L. Wang, J. Xia, J. Yao, KI Maslov, LV and Wang

Now there is a better way to spy the blood in your veins. Doctors already have two techniques to monitor obstructions in blood vessels, but both have limitations. The first, the ultrasonic Doppler imaging, involves irradiating tissue with ultrasonic waves; the waves that reflect off the blood flowing acquire a Doppler shift, which can be used to take blood and calculate its speed. Doppler can not distinguish the blood flow to surrounding tissue but unless it moves quickly, which makes the blood vessels invisible minors.

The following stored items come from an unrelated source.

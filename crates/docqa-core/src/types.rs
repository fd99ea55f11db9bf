//! Domain types shared by the chunker, the indexes and the stores.

use serde::{Deserialize, Serialize};
use std::cmp::Ordering;
use std::collections::BTreeMap;
use std::fmt;
use std::str::FromStr;

use crate::error::Error;

pub type ChunkId = String;
pub type Metadata = BTreeMap<String, MetaValue>;

/// A scalar metadata value attached to a chunk.
#[derive(Debug, Clone, PartialEq, Serialize, Deserialize)]
#[serde(untagged)]
pub enum MetaValue {
    Bool(bool),
    Int(i64),
    Float(f64),
    Str(String),
}

impl MetaValue {
    pub fn as_f64(&self) -> Option<f64> {
        match self {
            MetaValue::Int(i) => Some(*i as f64),
            MetaValue::Float(f) => Some(*f),
            _ => None,
        }
    }

    pub fn as_str(&self) -> Option<&str> {
        match self {
            MetaValue::Str(s) => Some(s),
            _ => None,
        }
    }

    /// Ordering used by range filters. Numbers compare numerically across
    /// int/float, strings lexicographically; other pairs are incomparable.
    pub fn compare(&self, other: &MetaValue) -> Option<Ordering> {
        match (self, other) {
            (MetaValue::Str(a), MetaValue::Str(b)) => Some(a.cmp(b)),
            (MetaValue::Bool(a), MetaValue::Bool(b)) => Some(a.cmp(b)),
            (MetaValue::Int(a), MetaValue::Int(b)) => Some(a.cmp(b)),
            _ => match (self.as_f64(), other.as_f64()) {
                (Some(a), Some(b)) => a.partial_cmp(&b),
                _ => None,
            },
        }
    }
}

impl fmt::Display for MetaValue {
    fn fmt(&self, f: &mut fmt::Formatter<'_>) -> fmt::Result {
        match self {
            MetaValue::Bool(b) => write!(f, "{b}"),
            MetaValue::Int(i) => write!(f, "{i}"),
            MetaValue::Float(x) => write!(f, "{x}"),
            MetaValue::Str(s) => f.write_str(s),
        }
    }
}

impl From<&str> for MetaValue {
    fn from(s: &str) -> Self {
        MetaValue::Str(s.to_string())
    }
}

impl From<String> for MetaValue {
    fn from(s: String) -> Self {
        MetaValue::Str(s)
    }
}

impl From<i64> for MetaValue {
    fn from(i: i64) -> Self {
        MetaValue::Int(i)
    }
}

impl From<usize> for MetaValue {
    fn from(i: usize) -> Self {
        MetaValue::Int(i64::try_from(i).unwrap_or(i64::MAX))
    }
}

impl From<f64> for MetaValue {
    fn from(x: f64) -> Self {
        MetaValue::Float(x)
    }
}

impl From<bool> for MetaValue {
    fn from(b: bool) -> Self {
        MetaValue::Bool(b)
    }
}

/// A windowed slice of a source document, the unit of embedding and retrieval.
///
/// - `id`: assigned by the store on first upsert when `None`
/// - `source_document_id`: identity of the parent document
/// - `chunk_index`: position within the parent, left to right
/// - `vector`: embedding; length must equal the collection dimension
/// - `metadata`: caller-supplied scalars, merged into the stored payload
#[derive(Debug, Clone, Serialize, Deserialize)]
pub struct Chunk {
    pub id: Option<ChunkId>,
    pub text: String,
    pub source_document_id: String,
    pub chunk_index: usize,
    pub vector: Vec<f32>,
    #[serde(default)]
    pub metadata: Metadata,
}

/// Distance/similarity function used by an index or a collection.
#[derive(Debug, Clone, Copy, PartialEq, Eq, Serialize, Deserialize, Default)]
#[serde(rename_all = "lowercase")]
pub enum Metric {
    /// Squared Euclidean distance.
    L2,
    #[default]
    Cosine,
    Dot,
}

impl fmt::Display for Metric {
    fn fmt(&self, f: &mut fmt::Formatter<'_>) -> fmt::Result {
        let s = match self {
            Metric::L2 => "l2",
            Metric::Cosine => "cosine",
            Metric::Dot => "dot",
        };
        f.write_str(s)
    }
}

impl FromStr for Metric {
    type Err = Error;

    fn from_str(s: &str) -> Result<Self, Self::Err> {
        match s.to_ascii_lowercase().as_str() {
            "l2" | "euclid" | "euclidean" => Ok(Metric::L2),
            "cosine" | "cos" => Ok(Metric::Cosine),
            "dot" | "ip" => Ok(Metric::Dot),
            other => Err(Error::Config(format!("unknown metric '{other}'"))),
        }
    }
}

/// A similarity query against a persistent collection.
#[derive(Debug, Clone)]
pub struct Query {
    pub vector: Vec<f32>,
    pub top_k: usize,
    pub filter: Option<crate::filter::Filter>,
}

impl Query {
    pub fn new(vector: Vec<f32>, top_k: usize) -> Self {
        Self { vector, top_k, filter: None }
    }

    pub fn with_filter(mut self, filter: crate::filter::Filter) -> Self {
        self.filter = Some(filter);
        self
    }
}

/// One ranked hit from a persistent store. `score` is higher-is-better for
/// every metric; `metadata` holds every payload field except `text`.
#[derive(Debug, Clone, Serialize, Deserialize)]
pub struct SearchResult {
    pub chunk_id: ChunkId,
    pub text: String,
    pub score: f32,
    pub metadata: Metadata,
}

#[derive(Debug, Clone, Serialize, Deserialize, PartialEq)]
pub struct CollectionInfo {
    pub name: String,
    pub dimension: usize,
    pub metric: Metric,
    pub version: u64,
    pub count: usize,
}

/// Liveness of a store. `Unreachable` means the backend could not be
/// contacted at all; `Unhealthy` means it answered but is not usable.
#[derive(Debug, Clone, PartialEq, Eq)]
pub enum Health {
    Healthy,
    Unhealthy(String),
    Unreachable(String),
}

impl Health {
    pub fn is_healthy(&self) -> bool {
        matches!(self, Health::Healthy)
    }
}
//! In-process `VectorStore` with exact scoring. Collections live as long as
//! the store value.

use async_trait::async_trait;
use chrono::Utc;
use std::collections::{BTreeMap, HashMap};
use std::sync::{RwLock, RwLockReadGuard, RwLockWriteGuard};
use uuid::Uuid;

use docqa_core::{
    Chunk, ChunkId, CollectionInfo, Error, Health, Metric, Payload, Query, Result, SearchResult, VectorStore,
};

use crate::similarity::{rank, score};

struct Collection {
    dimension: usize,
    metric: Metric,
    version: u64,
    points: BTreeMap<ChunkId, (Vec<f32>, Payload)>,
}

#[derive(Default)]
pub struct MemoryStore {
    collections: RwLock<HashMap<String, Collection>>,
}

impl MemoryStore {
    pub fn new() -> Self { Self::default() }

    fn read(&self) -> Result<RwLockReadGuard<'_, HashMap<String, Collection>>> {
        self.collections.read().map_err(|_| Error::Operation("memory store lock poisoned".into()))
    }

    fn write(&self) -> Result<RwLockWriteGuard<'_, HashMap<String, Collection>>> {
        self.collections.write().map_err(|_| Error::Operation("memory store lock poisoned".into()))
    }
}

pub(crate) fn check_dimensions(chunks: &[Chunk], dimension: usize) -> Result<()> {
    if let Some(bad) = chunks.iter().find(|c| c.vector.len() != dimension) {
        return Err(Error::Config(format!(
            "chunk {} of '{}' has dimension {}, collection expects {dimension}",
            bad.chunk_index,
            bad.source_document_id,
            bad.vector.len()
        )));
    }
    Ok(())
}

pub(crate) fn assign_ids(chunks: &[Chunk]) -> Vec<ChunkId> {
    chunks
        .iter()
        .map(|c| c.id.clone().unwrap_or_else(|| Uuid::new_v4().to_string()))
        .collect()
}

#[async_trait]
impl VectorStore for MemoryStore {
    async fn ensure_collection(&self, name: &str, dimension: usize, metric: Metric) -> Result<()> {
        let mut collections = self.write()?;
        match collections.get(name) {
            Some(existing) if existing.dimension != dimension || existing.metric != metric => Err(Error::Config(format!(
                "collection '{name}' exists with dimension {} and metric {}, requested {dimension}/{metric}",
                existing.dimension, existing.metric
            ))),
            Some(_) => Ok(()),
            None => {
                collections.insert(
                    name.to_string(),
                    Collection { dimension, metric, version: 0, points: BTreeMap::new() },
                );
                tracing::info!(collection = name, dimension, %metric, "created collection");
                Ok(())
            }
        }
    }

    async fn upsert(&self, collection: &str, chunks: &[Chunk]) -> Result<Vec<ChunkId>> {
        let mut collections = self.write()?;
        let target = collections
            .get_mut(collection)
            .ok_or_else(|| Error::NotFound(format!("collection '{collection}'")))?;
        check_dimensions(chunks, target.dimension)?;
        let ids = assign_ids(chunks);
        let now = Utc::now();
        for (id, chunk) in ids.iter().zip(chunks) {
            target.points.insert(id.clone(), (chunk.vector.clone(), Payload::merge(chunk, now)));
        }
        target.version += 1;
        tracing::debug!(collection, count = ids.len(), version = target.version, "upserted batch");
        Ok(ids)
    }

    async fn search(&self, collection: &str, query: &Query) -> Result<Vec<SearchResult>> {
        let collections = self.read()?;
        let target = collections
            .get(collection)
            .ok_or_else(|| Error::NotFound(format!("collection '{collection}'")))?;
        if query.vector.len() != target.dimension {
            return Err(Error::Config(format!(
                "query has dimension {}, collection '{collection}' has {}",
                query.vector.len(),
                target.dimension
            )));
        }
        let mut results = Vec::new();
        for (id, (vector, payload)) in &target.points {
            let fields = payload.fields();
            if let Some(filter) = &query.filter {
                if !filter.matches(&fields) {
                    continue;
                }
            }
            results.push(SearchResult {
                chunk_id: id.clone(),
                text: payload.text.clone(),
                score: score(target.metric, &query.vector, vector),
                metadata: fields,
            });
        }
        rank(&mut results, query.top_k);
        Ok(results)
    }

    async fn collection_info(&self, name: &str) -> Result<Option<CollectionInfo>> {
        let collections = self.read()?;
        Ok(collections.get(name).map(|c| CollectionInfo {
            name: name.to_string(),
            dimension: c.dimension,
            metric: c.metric,
            version: c.version,
            count: c.points.len(),
        }))
    }

    async fn health(&self) -> Health {
        match self.collections.read() {
            Ok(_) => Health::Healthy,
            Err(_) => Health::Unhealthy("memory store lock poisoned".into()),
        }
    }
}

#[cfg(test)]
mod tests {
    use super::*;
    use std::sync::Arc;

    #[tokio::test]
    async fn poisoned_lock_reports_unhealthy() {
        let store = Arc::new(MemoryStore::new());
        assert!(store.health_check().await);

        let writer = store.clone();
        let crashed = std::thread::spawn(move || {
            let _guard = writer.collections.write().unwrap();
            panic!("writer crashed while holding the lock");
        })
        .join();
        assert!(crashed.is_err());

        assert_eq!(store.health().await, Health::Unhealthy("memory store lock poisoned".into()));
        assert!(!store.health().await.is_healthy());
        assert!(!store.health_check().await);
        assert!(matches!(store.collection_info("documents").await, Err(Error::Operation(_))));
    }
}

The second technique, photoacoustic imaging, uses an infrared laser which, when absorbed into the blood, heats. The sudden expansion creates a resulting pressure wave that can be detected outside the body. photoacoustic imaging chooses the blood vessels better, but it can not see cast in a continuous stream. In a study published today in Physical Review Letters , the researchers combined both techniques, using the fact that ultrasound also has a slight warming effect; periodic pulsed ultrasound creates hot spots in blood vessels. By tracking the movement of these hot spots (in yellow above) using photoacoustic imaging, the team was able to calculate blood flow rates, even when he moved slowly through small vessels as capillaries. The researchers hope that their technique can help functional brain imaging, helping the detection of cancer and monitoring treatment, and that doctors detect atherosclerosis before a patient has a heart attack.